The report defined economic loss as the GDP that would have been achieved if the COVID-19 crisis had not occurred minus the GDP that has actually been obtained during the COVID-19 crisis.

The 10 countries with the biggest economic losses last year included China (-$638 billion) because of its large economy, India (-$480 billion), Japan (-$162 billion), and the ASEAN countries of Indonesia (-$154 billion), Thailand (-$71 billion), Malaysia (-$44 billion), Philippines (-$43 billion) and Singapore (-$42 billion). Also on the top 10 list were South Korea (-$470 billion) and Hong Kong (-$28 billion).

Notably, Taiwan is in a positive state, its 2020 GDP surpassing the pre-pandemic forecast. Owing to the pandemic, telework and online learning have created a special demand for PCs and semiconductors, which are Taiwan’s fortes.

Another characteristic of the COVID-19 crisis is that the losses are particularly high in the service industries with human contact. The economic loss incurred by the service sector was about $1 trillion, accounting for 60% of the total losses.

In several countries there has been a noticeable decline in the GDP of “accommodation and food services” and “transportation and warehousing,” while “information and communication,” a representative of stay-at-home demand, has shown significant growth, said JCER.

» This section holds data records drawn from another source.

//! Slide chrome: title bars, accent bands, labels, callouts and frames.

use vellum_core::{
    geometry::Bounds,
    primitive::{DrawPrimitive, ShapePrimitive},
    style::{BorderKind, HAlign, TextLayout, TextRole, VAlign},
    theme::palette,
};

use super::{EmitContext, Emitter, TextSpec, filled_rect, text};
use crate::compose::ComposeError;

const TITLE_BAR_HEIGHT: f32 = 1.1;
const TITLE_ACCENT_HEIGHT: f32 = 0.04;
const HERO_ACCENT_HEIGHT: f32 = 0.06;
const HERO_BAND_HEIGHT: f32 = 0.28;

/// The dark title band at the top of a content slide.
///
/// Emitted into the full canvas frame.
#[derive(Debug, Clone, PartialEq)]
pub struct TitleBar {
    title: String,
}

impl TitleBar {
    pub fn new(title: &str) -> Self {
        Self {
            title: title.to_string(),
        }
    }
}

impl Emitter for TitleBar {
    fn emit(&self, frame: Bounds, ctx: &EmitContext<'_>) -> Result<Vec<DrawPrimitive>, ComposeError> {
        let width = frame.width();
        Ok(vec![
            filled_rect(
                frame.inset_rect(0.0, 0.0, width, TITLE_BAR_HEIGHT),
                palette::DARK_NAVY,
                0,
                ctx,
            )?,
            filled_rect(
                frame.inset_rect(0.0, TITLE_BAR_HEIGHT, width, TITLE_ACCENT_HEIGHT),
                palette::TEAL,
                0,
                ctx,
            )?,
            text(
                frame.inset_rect(0.7, 0.2, 8.0, 0.75),
                &self.title,
                &TextSpec::new(TextRole::SlideTitle),
                TextLayout::new(HAlign::Left, VAlign::Middle).with_margin(0.0),
                ctx,
            )?,
        ])
    }
}

/// Thin accent band on top and a dark band at the bottom of a cover slide.
///
/// Emitted into the full canvas frame.
#[derive(Debug, Clone, PartialEq, Default)]
pub struct HeroFrame {
    footer: Option<String>,
}

impl HeroFrame {
    pub fn new() -> Self {
        Self::default()
    }

    /// Adds a small caption inside the bottom band.
    pub fn with_footer(mut self, footer: &str) -> Self {
        self.footer = Some(footer.to_string());
        self
    }
}

impl Emitter for HeroFrame {
    fn emit(&self, frame: Bounds, ctx: &EmitContext<'_>) -> Result<Vec<DrawPrimitive>, ComposeError> {
        let width = frame.width();
        let band_y = frame.height() - HERO_BAND_HEIGHT;

        let mut primitives = vec![
            filled_rect(
                frame.inset_rect(0.0, 0.0, width, HERO_ACCENT_HEIGHT),
                palette::TEAL,
                0,
                ctx,
            )?,
            filled_rect(
                frame.inset_rect(0.0, band_y, width, HERO_BAND_HEIGHT),
                palette::NAVY,
                0,
                ctx,
            )?,
        ];

        if let Some(footer) = &self.footer {
            primitives.push(text(
                frame.inset_rect(0.8, band_y, 3.0, HERO_BAND_HEIGHT),
                footer,
                &TextSpec::new(TextRole::Caption).size(10.0),
                TextLayout::new(HAlign::Left, VAlign::Middle).with_margin(0.0),
                ctx,
            )?);
        }

        Ok(primitives)
    }
}

/// A spaced heading above a body region.
#[derive(Debug, Clone, PartialEq)]
pub struct SectionLabel {
    text: String,
    spec: TextSpec,
    align: HAlign,
}

impl SectionLabel {
    pub fn new(text: &str) -> Self {
        Self {
            text: text.to_string(),
            spec: TextSpec::new(TextRole::SectionLabel),
            align: HAlign::Left,
        }
    }

    pub fn with_spec(mut self, spec: TextSpec) -> Self {
        self.spec = spec;
        self
    }

    pub fn with_align(mut self, align: HAlign) -> Self {
        self.align = align;
        self
    }
}

impl Emitter for SectionLabel {
    fn emit(&self, frame: Bounds, ctx: &EmitContext<'_>) -> Result<Vec<DrawPrimitive>, ComposeError> {
        Ok(vec![text(
            frame,
            &self.text,
            &self.spec,
            TextLayout::flush().with_align(self.align),
            ctx,
        )?])
    }
}

/// A filled banner with a line of centered text.
#[derive(Debug, Clone, PartialEq)]
pub struct Callout {
    text: String,
    fill: String,
    transparency: u8,
    spec: TextSpec,
    align: HAlign,
}

impl Callout {
    pub fn new(text: &str, fill: &str, transparency: u8) -> Self {
        Self {
            text: text.to_string(),
            fill: fill.to_string(),
            transparency,
            spec: TextSpec::new(TextRole::Body),
            align: HAlign::Center,
        }
    }

    pub fn with_spec(mut self, spec: TextSpec) -> Self {
        self.spec = spec;
        self
    }

    pub fn with_align(mut self, align: HAlign) -> Self {
        self.align = align;
        self
    }
}

impl Emitter for Callout {
    fn emit(&self, frame: Bounds, ctx: &EmitContext<'_>) -> Result<Vec<DrawPrimitive>, ComposeError> {
        Ok(vec![
            filled_rect(frame, &self.fill, self.transparency, ctx)?,
            text(
                frame,
                &self.text,
                &self.spec,
                TextLayout::new(self.align, VAlign::Middle),
                ctx,
            )?,
        ])
    }
}

/// A dashed, translucent panel grouping the boxes of one architecture layer.
///
/// The frame color tints both the panel fill and its dashed border; the
/// heading is drawn in the same color.
#[derive(Debug, Clone, PartialEq)]
pub struct LayerFrame {
    heading: String,
    caption: Option<String>,
    color: String,
    transparency: u8,
    nested: bool,
}

impl LayerFrame {
    pub fn new(heading: &str, color: &str, transparency: u8) -> Self {
        Self {
            heading: heading.to_string(),
            caption: None,
            color: color.to_string(),
            transparency,
            nested: false,
        }
    }

    pub fn with_caption(mut self, caption: &str) -> Self {
        self.caption = Some(caption.to_string());
        self
    }

    /// Draws the frame as a layer nested inside another one.
    pub fn nested(mut self) -> Self {
        self.nested = true;
        self
    }
}

impl Emitter for LayerFrame {
    fn emit(&self, frame: Bounds, ctx: &EmitContext<'_>) -> Result<Vec<DrawPrimitive>, ComposeError> {
        let (border_kind, heading_height, heading_size) = if self.nested {
            (BorderKind::SubLayerFrame, 0.3, 9.0)
        } else {
            (BorderKind::LayerFrame, 0.35, 10.0)
        };

        let mut border = ctx.styles().new_border(border_kind)?;
        border.set_color(ctx.color(&self.color)?);
        let panel = ShapePrimitive::new(frame)
            .with_fill(ctx.styles().new_fill(&self.color, self.transparency)?)
            .with_border(border);

        let top_aligned = TextLayout::new(HAlign::Center, VAlign::Top).with_margin(0.0);
        let width = frame.width();

        let mut primitives = vec![
            DrawPrimitive::Rectangle(panel),
            text(
                frame.inset_rect(0.0, 0.05, width, heading_height),
                &self.heading,
                &TextSpec::new(TextRole::SectionLabel)
                    .size(heading_size)
                    .color(&self.color),
                top_aligned,
                ctx,
            )?,
        ];

        if let Some(caption) = &self.caption {
            primitives.push(text(
                frame.inset_rect(0.0, 0.33, width, 0.22),
                caption,
                &TextSpec::new(TextRole::Caption),
                top_aligned,
                ctx,
            )?);
        }

        Ok(primitives)
    }
}

/// Free-standing text in a frame.
#[derive(Debug, Clone, PartialEq)]
pub struct TextBox {
    text: String,
    spec: TextSpec,
    layout: TextLayout,
}

impl TextBox {
    pub fn new(text: &str, spec: TextSpec) -> Self {
        Self {
            text: text.to_string(),
            spec,
            layout: TextLayout::flush(),
        }
    }

    pub fn with_layout(mut self, layout: TextLayout) -> Self {
        self.layout = layout;
        self
    }
}

impl Emitter for TextBox {
    fn emit(&self, frame: Bounds, ctx: &EmitContext<'_>) -> Result<Vec<DrawPrimitive>, ComposeError> {
        Ok(vec![text(frame, &self.text, &self.spec, self.layout, ctx)?])
    }
}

A semi-annual GDP trend shows that in Asia, GDP has now recovered to the predicted pre-COVID-19 crisis level, largely due to China’s rapid recovery, while other Asian countries and regions have yet to regain their pre-pandemic growth.

In terms of sales, the service sector witnessed the largest decline. The biggest losers included casinos (-53%), airlines (-49%), railroads (-36%), hotels and resorts (-31%), department stores (-31%), and movies and entertainment (-30%).

In contrast, electronic commerce, non-ferrous metals, and semiconductors are doing well. Materials-related products, for which demand is rising because of the economic recovery in the manufacturing industry, were also strong.

The tourism industry, comprising accommodation and catering, has been particularly hard hit. For many countries in the region that depend on tourism for economic growth, such as Thailand and Cambodia, a slow recovery in tourism could stall the recovery of the overall economy.

JCER said that once the infection is under control and the flow of people recovers, demand—especially in the service sector—is expected to recover to some extent, but the impact may remain in the medium term.

If teleworking takes roots, the demand structure will change, as spending in transportation will decrease, but communication costs will increase, the institute added. Furthermore, if bankruptcies, increases in debt and loss of human capital occur in the service industry, experiencing a downtown in business conditions, a negative impact on the supply structure over the medium term is possible.